Opinion: Measure D: Santa Barbara’s Sales Tax Funds Environmental Harm

By Robert Bernstein


“America’s Autos on Welfare” is the Sierra Club Website on the effects of subsidies for private motor vehicle use in this country.

While some Americans complain when the price of fuel goes up, motorists actually are not paying the full cost of driving. Motorist fees generally do not pay the cost of the vast amounts of land that are used for highways, local roads, parking and the sprawl that results from automobile-oriented land use. The value of that land represents the equivalent of many dollars a gallon if it were charged at the gas pump.
Making driving artificially cheap encourages ever-increasing distances driven each year and ever-larger vehicles.

There are many other costs created by private motor vehicle use that are not paid for by motor vehicle user fees. They are paid for by everyone, even if they go to great effort and expense to avoid driving. These include air, water and land pollution. Noise and vibration damage to structures. Global warming and eventual flooding of highly valuable coastal and low-lying land. Military intervention to secure the flow of petroleum and other motor vehicle resources. Trade deficits resulting from the import of such resources raises the cost of all goods. Medical, police and rescue expenses that are not covered by motor vehicle users. And, most insidious, the loss of other transportation options for those who cannot drive or do not wish to be forced into automobile dependency.

One expense that motorists historically did pay for through fuel taxes and other user fees is the actual paving and maintenance of road surfaces. Santa Barbara led the way to removing this accountability when they passed the Measure D sales tax in 1989.

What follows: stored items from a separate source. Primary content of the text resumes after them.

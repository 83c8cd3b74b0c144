//! Terminal styling and progress utilities

pub mod progress;
pub mod styling;

pub use progress::*;
pub use styling::*;
//! Command-line argument definitions using clap

use clap::Parser;
use std::path::PathBuf;

/// Scour - clean a delimited dataset and explore its statistics
#[derive(Parser, Debug)]
#[command(name = "scour")]
#[command(author, version, about, long_about = None)]
pub struct Cli {
    /// Input file path (delimited text, e.g. CSV)
    #[arg(short, long)]
    pub input: PathBuf,

    /// Directory where artifacts are written.
    /// Defaults to the input file's directory.
    #[arg(short, long)]
    pub output_dir: Option<PathBuf>,

    /// Explore skewness-reducing transformations (log, sqrt, Yeo-Johnson,
    /// quantile-normal) for every numeric column
    #[arg(short, long, default_value = "false")]
    pub transformation: bool,

    /// Transform to apply to every numeric column, honored within a
    /// --transformation run: "log", "sqrt", "yeojohnson" or "quantile".
    /// Unrecognized names are skipped with a warning.
    #[arg(short, long)]
    pub method: Option<String>,

    /// Number of rows to use for schema inference.
    /// Higher values improve type detection for ambiguous columns but may be slower.
    #[arg(long, default_value = "10000")]
    pub infer_schema_length: usize,
}

impl Cli {
    /// The directory artifacts are written to: `--output-dir` if given,
    /// otherwise the input file's directory.
    pub fn artifacts_dir(&self) -> PathBuf {
        self.output_dir.clone().unwrap_or_else(|| {
            self.input
                .parent()
                .filter(|p| !p.as_os_str().is_empty())
                .map(|p| p.to_path_buf())
                .unwrap_or_else(|| PathBuf::from("."))
        })
    }

    /// Path of one artifact file inside the artifacts directory.
    pub fn artifact_path(&self, file_name: &str) -> PathBuf {
        self.artifacts_dir().join(file_name)
    }
}
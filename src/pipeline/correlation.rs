//! Pearson correlation matrix over the numeric columns

use anyhow::Result;
use polars::prelude::*;

use crate::pipeline::columns::{numeric_values, NumericColumnSet};
use crate::pipeline::stats::round4;

/// Symmetric Pearson correlation matrix, rounded to four decimals.
///
/// Zero-variance columns correlate as NaN (including their diagonal entry);
/// every other diagonal entry is exactly 1.0. The unmasked matrix is the
/// authoritative artifact; [`CorrelationMatrix::masked_lower_triangle`] is a
/// rendering view only.
#[derive(Debug, Clone, PartialEq)]
pub struct CorrelationMatrix {
    columns: Vec<String>,
    values: Vec<Vec<f64>>,
}

impl CorrelationMatrix {
    pub fn columns(&self) -> &[String] {
        &self.columns
    }

    pub fn values(&self) -> &[Vec<f64>] {
        &self.values
    }

    pub fn get(&self, row: usize, col: usize) -> f64 {
        self.values[row][col]
    }

    pub fn len(&self) -> usize {
        self.columns.len()
    }

    pub fn is_empty(&self) -> bool {
        self.columns.is_empty()
    }

    /// View with the diagonal and upper triangle hidden. Only the strictly
    /// lower triangle carries values, which is what the heatmap renders.
    pub fn masked_lower_triangle(&self) -> Vec<Vec<Option<f64>>> {
        self.values
            .iter()
            .enumerate()
            .map(|(i, row)| {
                row.iter()
                    .enumerate()
                    .map(|(j, &v)| if j < i { Some(v) } else { None })
                    .collect()
            })
            .collect()
    }
}

/// Compute the correlation matrix over every pair of numeric columns.
pub fn correlation_matrix(
    df: &DataFrame,
    numeric: &NumericColumnSet,
) -> Result<CorrelationMatrix> {
    let columns: Vec<String> = numeric.names().to_vec();
    let series: Vec<Vec<f64>> = columns
        .iter()
        .map(|name| numeric_values(df, name))
        .collect::<Result<_>>()?;

    let n = columns.len();
    let mut values = vec![vec![f64::NAN; n]; n];

    for i in 0..n {
        let var_i = variance(&series[i]);
        values[i][i] = if var_i > 0.0 { 1.0 } else { f64::NAN };
        for j in (i + 1)..n {
            let corr = pearson(&series[i], &series[j])
                .map(round4)
                .unwrap_or(f64::NAN);
            values[i][j] = corr;
            values[j][i] = corr;
        }
    }

    Ok(CorrelationMatrix { columns, values })
}

/// Pearson correlation via a single-pass Welford update for numerical
/// stability. Returns `None` when either side has zero variance or the
/// slices are empty/mismatched.
fn pearson(xs: &[f64], ys: &[f64]) -> Option<f64> {
    if xs.is_empty() || xs.len() != ys.len() {
        return None;
    }

    let mut count = 0.0;
    let mut mean_x = 0.0;
    let mut mean_y = 0.0;
    let mut var_x = 0.0;
    let mut var_y = 0.0;
    let mut cov_xy = 0.0;

    for (&x, &y) in xs.iter().zip(ys.iter()) {
        count += 1.0;
        let dx = x - mean_x;
        let dy = y - mean_y;
        mean_x += dx / count;
        mean_y += dy / count;
        var_x += dx * (x - mean_x);
        var_y += dy * (y - mean_y);
        cov_xy += dx * (y - mean_y);
    }

    let std_x = (var_x / count).sqrt();
    let std_y = (var_y / count).sqrt();

    if std_x == 0.0 || std_y == 0.0 {
        return None;
    }

    Some(cov_xy / (count * std_x * std_y))
}

fn variance(values: &[f64]) -> f64 {
    if values.is_empty() {
        return 0.0;
    }
    let n = values.len() as f64;
    let mean = values.iter().sum::<f64>() / n;
    values.iter().map(|x| (x - mean).powi(2)).sum::<f64>() / n
}
//! Terminal styling helpers for the pipeline's console reporting

use console::style;
use std::path::Path;
use std::time::Duration;

/// Print the application banner.
pub fn print_banner(version: &str) {
    let banner = r#"
    ███████╗ ██████╗ ██████╗ ██╗   ██╗██████╗
    ██╔════╝██╔════╝██╔═══██╗██║   ██║██╔══██╗
    ███████╗██║     ██║   ██║██║   ██║██████╔╝
    ╚════██║██║     ██║   ██║██║   ██║██╔══██╗
    ███████║╚██████╗╚██████╔╝╚██████╔╝██║  ██║
    ╚══════╝ ╚═════╝ ╚═════╝  ╚═════╝ ╚═╝  ╚═╝
    "#;

    println!();
    println!("{}", style(banner).cyan().bold());
    println!(
        "    {}",
        style("Clean data, clear statistics").dim()
    );
    println!("    {}", style(format!("v{}", version)).dim());
    println!("    {}", style("━".repeat(50)).dim());
    println!();
}

/// Print the configuration card.
pub fn print_config(input: &Path, output_dir: &Path, transformation: bool, method: Option<&str>) {
    println!("    {}", style("Configuration").cyan().bold());
    println!("    {}", style("─".repeat(50)).dim());
    println!("      Input:          {}", truncate_path(input, 40));
    println!("      Output dir:     {}", truncate_path(output_dir, 40));
    println!(
        "      Transformation: {}",
        style(if transformation { "on" } else { "off" }).yellow()
    );
    println!(
        "      Method:         {}",
        style(method.unwrap_or("-")).yellow()
    );
    println!("    {}", style("─".repeat(50)).dim());
    println!();
}

/// Print a step header.
pub fn print_step_header(step_num: u8, title: &str) {
    println!();
    println!(
        "    {} {} {}",
        style(format!("STEP {}", step_num)).cyan().bold(),
        style("│").dim(),
        style(title).white().bold()
    );
    println!("    {}", style("─".repeat(50)).dim());
}

/// Print a success message.
pub fn print_success(message: &str) {
    println!("    {} {}", style("✓").green().bold(), style(message).green());
}

/// Print an info message.
pub fn print_info(message: &str) {
    println!("    {} {}", style("·").cyan(), message);
}

/// Print a warning message.
pub fn print_warning(message: &str) {
    println!(
        "    {} {}",
        style("!").yellow().bold(),
        style(message).yellow()
    );
}

/// Print a styled count message.
pub fn print_count(description: &str, count: usize) {
    println!(
        "      Found {} {}",
        style(count).yellow().bold(),
        description
    );
}

/// Print the elapsed time of a step.
pub fn print_step_time(elapsed: Duration) {
    println!("      {}", style(format!("({:.2?})", elapsed)).dim());
}

/// Print the final completion message.
pub fn print_completion() {
    println!();
    println!(
        "    {} {}",
        style("»").cyan(),
        style("Scour run complete!").green().bold()
    );
    println!();
}

fn truncate_path(path: &Path, max_len: usize) -> String {
    let path_str = path.display().to_string();
    if path_str.len() <= max_len {
        path_str
    } else {
        format!("...{}", &path_str[path_str.len() - max_len + 3..])
    }
}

The Measure D sales tax is paid by everyone, whether or not they drive. Yet it has gone almost entirely toward road maintenance. That money used to come from fuel taxes, but the fuel taxes have fallen for decades relative to inflation. This means that a person who walks to the store in Old Town Goleta to buy a shirt pays a sales tax on that shirt that effectively subsidizes the Lincoln Navigator owner in Montecito to keep his or her driving costs artificially low.

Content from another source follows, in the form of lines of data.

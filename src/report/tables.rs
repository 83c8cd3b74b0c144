//! Terminal tables for the derived artifacts

use comfy_table::{presets::UTF8_FULL_CONDENSED, Attribute, Cell, Color, Table};

use crate::pipeline::{SkewnessTable, StatsTable, TransformExploration, VifEntry};

/// Print a table indented to line up with the step output.
fn print_indented(table: &Table) {
    for line in table.to_string().lines() {
        println!("    {}", line);
    }
}

fn number(value: f64) -> String {
    if value.is_nan() {
        "NaN".to_string()
    } else if value.is_infinite() {
        "inf".to_string()
    } else {
        format!("{:.4}", value)
    }
}

/// Render the stats table. Numeric columns show describe-style statistics,
/// non-numeric columns show count/unique/top/freq.
pub fn render_stats(stats: &StatsTable) {
    let mut table = Table::new();
    table.load_preset(UTF8_FULL_CONDENSED);
    table.set_header(vec![
        Cell::new("Column").add_attribute(Attribute::Bold),
        Cell::new("Count").add_attribute(Attribute::Bold),
        Cell::new("Mean").add_attribute(Attribute::Bold),
        Cell::new("Std").add_attribute(Attribute::Bold),
        Cell::new("Min").add_attribute(Attribute::Bold),
        Cell::new("25%").add_attribute(Attribute::Bold),
        Cell::new("50%").add_attribute(Attribute::Bold),
        Cell::new("75%").add_attribute(Attribute::Bold),
        Cell::new("Max").add_attribute(Attribute::Bold),
        Cell::new("Unique / Top / Freq").add_attribute(Attribute::Bold),
    ]);

    for row in &stats.rows {
        let numeric_cells: Vec<String> = [
            row.mean, row.std, row.min, row.q25, row.q50, row.q75, row.max,
        ]
        .iter()
        .map(|v| v.map(number).unwrap_or_default())
        .collect();

        let categorical = match (row.unique, &row.top, row.freq) {
            (Some(unique), Some(top), Some(freq)) => format!("{} / {} / {}", unique, top, freq),
            _ => String::new(),
        };

        let mut cells = vec![Cell::new(&row.name), Cell::new(row.count)];
        cells.extend(numeric_cells.iter().map(Cell::new));
        cells.push(Cell::new(categorical));
        table.add_row(cells);
    }

    print_indented(&table);
}

/// Render the VIF table, flagging values commonly read as problematic.
pub fn render_vif(entries: &[VifEntry]) {
    let mut table = Table::new();
    table.load_preset(UTF8_FULL_CONDENSED);
    table.set_header(vec![
        Cell::new("Variable").add_attribute(Attribute::Bold),
        Cell::new("VIF").add_attribute(Attribute::Bold),
    ]);

    for entry in entries {
        let color = if entry.vif.is_nan() {
            Color::White
        } else if entry.vif > 10.0 {
            Color::Red
        } else if entry.vif > 5.0 {
            Color::Yellow
        } else {
            Color::Green
        };
        table.add_row(vec![
            Cell::new(&entry.variable),
            Cell::new(number(entry.vif)).fg(color),
        ]);
    }

    print_indented(&table);
}

/// Render the raw skewness table.
pub fn render_skewness(skewness: &SkewnessTable) {
    let mut table = Table::new();
    table.load_preset(UTF8_FULL_CONDENSED);
    table.set_header(vec![
        Cell::new("Variable").add_attribute(Attribute::Bold),
        Cell::new("Skewness").add_attribute(Attribute::Bold),
    ]);

    for row in &skewness.rows {
        table.add_row(vec![
            Cell::new(&row.variable),
            Cell::new(number(row.skewness)),
        ]);
    }

    print_indented(&table);
}

/// Render the per-transform skewness table plus the median ranking row.
pub fn render_transformed_skewness(exploration: &TransformExploration) {
    let mut table = Table::new();
    table.load_preset(UTF8_FULL_CONDENSED);
    table.set_header(vec![
        Cell::new("Variable").add_attribute(Attribute::Bold),
        Cell::new("Skewness").add_attribute(Attribute::Bold),
        Cell::new("Log").add_attribute(Attribute::Bold),
        Cell::new("Sqrt").add_attribute(Attribute::Bold),
        Cell::new("YeoJohnson").add_attribute(Attribute::Bold),
        Cell::new("QuantileTransf").add_attribute(Attribute::Bold),
    ]);

    for row in &exploration.rows {
        table.add_row(vec![
            Cell::new(&row.variable),
            Cell::new(number(row.raw)),
            Cell::new(number(row.log)),
            Cell::new(number(row.sqrt)),
            Cell::new(number(row.yeo_johnson)),
            Cell::new(number(row.quantile)),
        ]);
    }

    let mut median_cells = vec![Cell::new("median").add_attribute(Attribute::Bold)];
    for (label, median) in &exploration.medians {
        let is_best = exploration
            .best
            .as_ref()
            .is_some_and(|(best_label, _)| best_label == label);
        let cell = Cell::new(number(*median));
        median_cells.push(if is_best {
            cell.fg(Color::Green).add_attribute(Attribute::Bold)
        } else {
            cell
        });
    }
    table.add_row(median_cells);

    print_indented(&table);
}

This is very relevant right now, as Measure D is up for renewal in the near future. There is much debate over what Measure D should fund. Most argue that this sales tax should lock in at least some guaranteed funding for transit, bicycle and pedestrian projects. But there has been no discussion of why any of this money should be going to subsidize private motor vehicle use, even though that is where most of the money would go.

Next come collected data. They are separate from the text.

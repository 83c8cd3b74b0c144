//! IQR-based outlier filtering

use anyhow::Result;
use polars::prelude::*;
use std::cmp::Ordering;

use crate::pipeline::columns::{numeric_values, NumericColumnSet};
use crate::pipeline::stats::quantile_linear;

/// Acceptance interval for one numeric column:
/// [Q1 - 1.5 * IQR, Q3 + 1.5 * IQR], quartiles linearly interpolated.
#[derive(Debug, Clone, PartialEq)]
pub struct IqrBounds {
    pub column: String,
    pub lower: f64,
    pub upper: f64,
}

impl IqrBounds {
    /// Strict comparison: values exactly on a bound are kept.
    pub fn is_outlier(&self, value: f64) -> bool {
        value < self.lower || value > self.upper
    }
}

/// Result of the outlier-filtering stage.
///
/// `filtered` holds the rows of the cleaned dataset where no numeric column
/// was flagged; polars frames carry no index, so the result is contiguous
/// from 0 by construction.
#[derive(Debug, Clone)]
pub struct OutlierReport {
    pub bounds: Vec<IqrBounds>,
    pub removed_rows: usize,
    pub filtered: DataFrame,
}

/// Compute per-column IQR acceptance bounds over the cleaned dataset.
pub fn iqr_bounds(df: &DataFrame, numeric: &NumericColumnSet) -> Result<Vec<IqrBounds>> {
    let mut bounds = Vec::with_capacity(numeric.len());

    for name in numeric.iter() {
        let mut values = numeric_values(df, name)?;
        values.sort_by(|a, b| a.partial_cmp(b).unwrap_or(Ordering::Equal));

        let q1 = quantile_linear(&values, 0.25);
        let q3 = quantile_linear(&values, 0.75);
        let iqr = q3 - q1;

        bounds.push(IqrBounds {
            column: name.clone(),
            lower: q1 - 1.5 * iqr,
            upper: q3 + 1.5 * iqr,
        });
    }

    Ok(bounds)
}

/// Row-level outlier mask: a row is flagged when ANY numeric column falls
/// outside its own bounds.
pub fn outlier_mask(df: &DataFrame, bounds: &[IqrBounds]) -> Result<Vec<bool>> {
    let mut mask = vec![false; df.height()];

    for bound in bounds {
        let values = numeric_values(df, &bound.column)?;
        for (row, &value) in values.iter().enumerate() {
            if bound.is_outlier(value) {
                mask[row] = true;
            }
        }
    }

    Ok(mask)
}

/// Drop outlier rows from the cleaned dataset.
///
/// Bounds are always recomputed from the frame passed in, never reused from
/// a previous run.
pub fn filter_outliers(df: &DataFrame, numeric: &NumericColumnSet) -> Result<OutlierReport> {
    let bounds = iqr_bounds(df, numeric)?;
    let mask = outlier_mask(df, &bounds)?;

    let keep: Vec<bool> = mask.iter().map(|flagged| !flagged).collect();
    let keep_ca = BooleanChunked::from_slice("keep".into(), &keep);
    let filtered = df.filter(&keep_ca)?;

    let removed_rows = df.height() - filtered.height();

    Ok(OutlierReport {
        bounds,
        removed_rows,
        filtered,
    })
}
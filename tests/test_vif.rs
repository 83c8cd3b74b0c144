//! Unit tests for the multicollinearity stage

use polars::prelude::*;
use scour::pipeline::{variance_inflation, NumericColumnSet};

#[path = "common/mod.rs"]
mod common;

#[test]
fn test_independent_columns_have_low_vif() {
    let df = df! {
        "a" => [1.0f64, 2.0, 3.0, 4.0, 5.0, 6.0, 7.0, 8.0, 9.0, 10.0],
        "d" => [5.0f64, 1.0, 8.0, 2.0, 9.0, 3.0, 7.0, 4.0, 6.0, 0.0],
    }
    .unwrap();
    let numeric = NumericColumnSet::detect(&df);

    let vif = variance_inflation(&df, &numeric).unwrap();

    assert_eq!(vif.len(), 2);
    for entry in &vif {
        assert!(
            entry.vif >= 1.0 && entry.vif < 1.5,
            "Near-independent column {} should have VIF near 1, got {}",
            entry.variable,
            entry.vif
        );
    }
}

#[test]
fn test_collinear_column_has_extreme_vif() {
    // c = a + b exactly
    let df = df! {
        "a" => [1.0f64, 2.0, 3.0, 4.0, 5.0, 6.0],
        "b" => [3.0f64, 1.0, 4.0, 1.0, 5.0, 9.0],
        "c" => [4.0f64, 3.0, 7.0, 5.0, 10.0, 15.0],
    }
    .unwrap();
    let numeric = NumericColumnSet::detect(&df);

    let vif = variance_inflation(&df, &numeric).unwrap();

    let c_vif = vif.iter().find(|e| e.variable == "c").unwrap().vif;
    assert!(
        c_vif > 1e6 || c_vif.is_infinite(),
        "Perfectly collinear column should explode, got {}",
        c_vif
    );
}

#[test]
fn test_single_numeric_column_has_unit_vif() {
    let df = df! {
        "only" => [1.0f64, 2.0, 3.0, 4.0, 5.0],
    }
    .unwrap();
    let numeric = NumericColumnSet::detect(&df);

    let vif = variance_inflation(&df, &numeric).unwrap();

    assert_eq!(vif.len(), 1);
    assert!(
        (vif[0].vif - 1.0).abs() < 1e-9,
        "Regressing on the constant alone gives R² = 0, got VIF {}",
        vif[0].vif
    );
}

#[test]
fn test_no_intercept_row_and_names_subset() {
    let df = common::create_correlation_test_dataframe();
    let numeric = NumericColumnSet::detect(&df);

    let vif = variance_inflation(&df, &numeric).unwrap();

    assert_eq!(vif.len(), numeric.len());
    for entry in &vif {
        assert!(
            numeric.contains(&entry.variable),
            "Unexpected variable {} in VIF table",
            entry.variable
        );
        assert_ne!(entry.variable, "intercept");
    }
}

It is the position of the Sierra Club that ecology and economics are inseparable. If ecologically harmful activity is economically encouraged, then ecological harm inevitably follows.

Subsidies can be for good or bad. We subsidize public education, preservation of public land and some minimal levels of emergency medical care, because these are seen as a public good. However, no one has ever made a case that it is a public good to subsidize pollution and consumption of resources for private motor vehicle use.

The Sierra Club is also committed to environmental justice. One-third of Americans cannot drive and these are generally the poorest and most vulnerable members of society. Does it make sense for these people to be subsidizing those who drive private motor vehicles?

Those who do not drive are far more likely to be among the hundreds of thousands of trauma victims of motor vehicle impacts each year. They are far more likely to live in places where they breathe the polluted air next to highways and busy roads.

They are far more likely to live in places where public transportation options have been lost and where it is dangerous to walk because of heavy traffic. Old Town Goleta is a prime example of a place where businesses have moved out to the Big Box and other areas that are not easy to reach for Old Town residents. Try walking from Old Town Goleta to Calle Real Shopping Center, even though it is not far.
Santa Barbara prides itself on its environmental and social justice awareness. If we want to live up to these ideals, do we really want to be economically subsidizing the opposite of what we believe? If we want to live what we believe, shouldn’t motorists be paying their way through fuel taxes and other user fees?
Shouldn’t sales taxes go for the public good rather than for environmental destruction? As Measure D comes up for renewal, let us make sure our ecology and our economics are in harmony.

Robert Bernstein is Environmental Justice Chairperson for the Sierra Club - Santa Barbara Group.